1_datePosted:雇用主(企業側)が求人情報を投稿した最初の日付になります。

2_description:HTML 形式での求人の詳細な説明になります。(職務、資格、スキル、業務時間、学歴に関する要件、経験に関する要件など)

3_hiringOrganization:会社名を表します。

4_jobLocation:オフィスや作業現場など、従業員の職場となる特定の場所を指します。

5_title:職務の名称(職種)を指します。

6_validThrough:求人情報が期限切れになる日付になります。

必須以外にも、Googleが推奨しているプロパティは他にもあります。SEO対策の様に、『Googleで検索されやすいように、採用サイトのソースコードを調整しながら、改善を図っていく」という事がGoogle For Jobsには求められます。

Google For Jobsでの採用活動の効率を上げよう

先述で、構造化データを用いて採用サイトを上位表示されるような形にする事がポイントとして述べました。しかし、採用サイトを改善の為変更した際、毎回構造化データも変更する事は非常に手間になります。そこで、Googleに対応している採用管理システム(ATS)を使ってみましょう。Googleのページでは「サードパーティの求人サイトを利用する」と説明されております。

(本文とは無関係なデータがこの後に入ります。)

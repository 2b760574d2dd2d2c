use core::mem::size_of;

use aes_gcm_siv::{AeadInPlace, Aes256GcmSiv, KeyInit, Nonce, Tag};

use crate::bootconfig::BootConfig;
use crate::println;
use crate::swap::*;

pub struct SwapHal {
    data_area: &'static [u8],
    mac_area: &'static [u8],
    partial_nonce: [u8; 8],
    aad: &'static [u8],
    cipher: Aes256GcmSiv,
    buf: RawPage,
}

impl SwapHal {
    pub fn new(cfg: &BootConfig) -> Option<SwapHal> {
        if let Some(swap) = cfg.swap {
            // safety: the swap source header is guaranteed to be aligned and initialized in memory
            // by the image creator.
            let ssh: &SwapSourceHeader =
                unsafe { (swap.flash_offset as *const SwapSourceHeader).as_ref().unwrap() };
            let swap_len = ssh.mac_offset as usize;
            let mut hal = SwapHal {
                // safety: the swap raw array is guaranteed to be correctly aligned by the image maker
                data_area: unsafe {
                    core::slice::from_raw_parts((swap.flash_offset as usize + 4096) as *const u8, swap_len)
                },
                // safety: the mac raw array is guaranteed to be correctly aligned by the image maker
                mac_area: unsafe {
                    core::slice::from_raw_parts(
                        (ssh.mac_offset + swap.flash_offset + 4096) as *const u8,
                        (swap_len / 4096) * size_of::<Tag>(),
                    )
                },
                partial_nonce: [0u8; 8],
                aad: &ssh.aad[..ssh.aad_len as usize],
                cipher: Aes256GcmSiv::new((&swap.key).into()),
                buf: RawPage { data: [0u8; 4096] },
            };
            hal.partial_nonce.copy_from_slice(&ssh.parital_nonce);
            Some(hal)
        } else {
            None
        }
    }

    pub fn decrypt_page_at(&mut self, offset: usize) -> &[u8] {
        assert!((offset & 0xFFF) == 0, "offset is not page-aligned");
        // println!("data area: {:x?}", &self.data_area[..4]);
        // println!("offset: {:x}", offset);
        self.buf.data.copy_from_slice(&self.data_area[offset..offset + 4096]);
        let mut nonce = [0u8; size_of::<Nonce>()];
        nonce[..4].copy_from_slice(&(offset as u32).to_be_bytes());
        nonce[4..].copy_from_slice(&self.partial_nonce);
        let tag = &self.mac_area
            [(offset / 4096) * size_of::<Tag>()..(offset / 4096) * size_of::<Tag>() + size_of::<Tag>()];
        // println!("nonce: {:x?}", nonce);
        // println!("tag: {:x?}", tag);
        // println!("aad: {:x?}", self.aad);
        // println!("data: {:x?}", &self.buf.data[0..32]);
        match self.cipher.decrypt_in_place_detached(
            Nonce::from_slice(&nonce),
            self.aad,
            &mut self.buf.data,
            tag.into(),
        ) {
            Ok(_) => &self.buf.data,
            Err(e) => panic!("Decryption error in swap: {:?}", e),
        }
    }
}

これらに該当するものは、リクオプ、engage等にあたります。他でもGoogleに対応している採用管理システムはありますので、費用は掛かりますが、導入の検討をするのも採用活動の手助けになるかもしれません。

日々採用活動の改善が必要です

良い事ばかりではありません。「構造化データを使って、Googleに掲載されるようになった。さらに採用管理ステムを使って、採用サイトの変更の際もスムーズに対応できるようになった。でも、応募が来ない」という状況に陥ってしまう可能性が高いのがGoogle For Jobsです。

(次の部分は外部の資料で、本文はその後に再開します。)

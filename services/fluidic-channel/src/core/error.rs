//! Error taxonomy. Ignorable conditions are not represented
//! here at all — they are handled by early-returning `Ok(())`/dropping
//! the event, the way `services/com`'s dispatch loop silently ignores
//! unrecognised or off-channel events.

use ::core::fmt;

#[derive(Debug, Clone, Copy, PartialEq, Eq, num_derive::FromPrimitive, num_derive::ToPrimitive)]
pub enum MoveLocalError {
    InvalidMove,
    NoStrip,
    CommandTimeout,
    MoveTimeout,
    MixTimeout,
    UnexpectedPiezoMsg,
    UnknownEchemMsg,
    BadArgs,
    FluidSpeed,
}

#[derive(Debug, Clone, Copy, PartialEq, Eq, num_derive::FromPrimitive, num_derive::ToPrimitive)]
pub enum CriticalError {
    EchemBusy,
    FluidFrontBreach,
    PiezoUnknown,
    ErrorCountExceeded,
}

#[derive(Debug, Clone, Copy, PartialEq, Eq)]
pub enum FccError {
    MoveLocal(MoveLocalError),
    Critical(CriticalError),
}

impl FccError {
    pub fn is_critical(self) -> bool {
        matches!(self, FccError::Critical(_))
    }
}

impl fmt::Display for MoveLocalError {
    fn fmt(&self, f: &mut fmt::Formatter<'_>) -> fmt::Result {
        let s = match self {
            MoveLocalError::InvalidMove => "invalid move",
            MoveLocalError::NoStrip => "no strip detected",
            MoveLocalError::CommandTimeout => "command timed out waiting for a strip",
            MoveLocalError::MoveTimeout => "move timed out",
            MoveLocalError::MixTimeout => "mix timed out",
            MoveLocalError::UnexpectedPiezoMsg => "unexpected piezo message",
            MoveLocalError::UnknownEchemMsg => "unknown echem message",
            MoveLocalError::BadArgs => "bad command arguments",
            MoveLocalError::FluidSpeed => "implied ramp speed exceeds piezo maximum",
        };
        f.write_str(s)
    }
}

impl fmt::Display for CriticalError {
    fn fmt(&self, f: &mut fmt::Formatter<'_>) -> fmt::Result {
        let s = match self {
            CriticalError::EchemBusy => "electrochemistry driver busy",
            CriticalError::FluidFrontBreach => "fluid front breached a held contact",
            CriticalError::PiezoUnknown => "piezo driver reported an unknown condition",
            CriticalError::ErrorCountExceeded => "too many consecutive errors",
        };
        f.write_str(s)
    }
}

impl fmt::Display for FccError {
    fn fmt(&self, f: &mut fmt::Formatter<'_>) -> fmt::Result {
        match self {
            FccError::MoveLocal(e) => write!(f, "{}", e),
            FccError::Critical(e) => write!(f, "{}", e),
        }
    }
}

そこで、従来のリクナビなどでの採用活動と違って、この採用手法に必要になってくるのは「改善」です。どれだけ上位表示されようとどれだけ最新の情報を載せようと、採用サイト上に求職者にとって「いい情報」が記載されていなければ応募に繋がりません。

採用サイト内のコンテンツを日々改善していく事がこの採用手法における最大の近道です。Google Analyticsやヒートマップツール等を駆使してデータを蓄積し、そこから得た改善策を採用サイトの修正に生かし、またデータを蓄積するというサイクルを絶えず回し続ける事が採用成功のカギとなります。

まとめ

新しくサービス化された「Google For Jobs」。現在採用活動を行っている企業様でこの記事を見られた方は、一度情報を収集してみてもいいかもしれません。
また今回は検索型の採用手法としてGoogle For Jobsを取り上げましたが、Indeedやcareer jetなど近年ユーザー数が伸びている求人検索エンジンの媒体が他にもたくさんあります。広い視野を持って、様々な情報を収集し、ぜひ自社の採用活動に応用してみてください。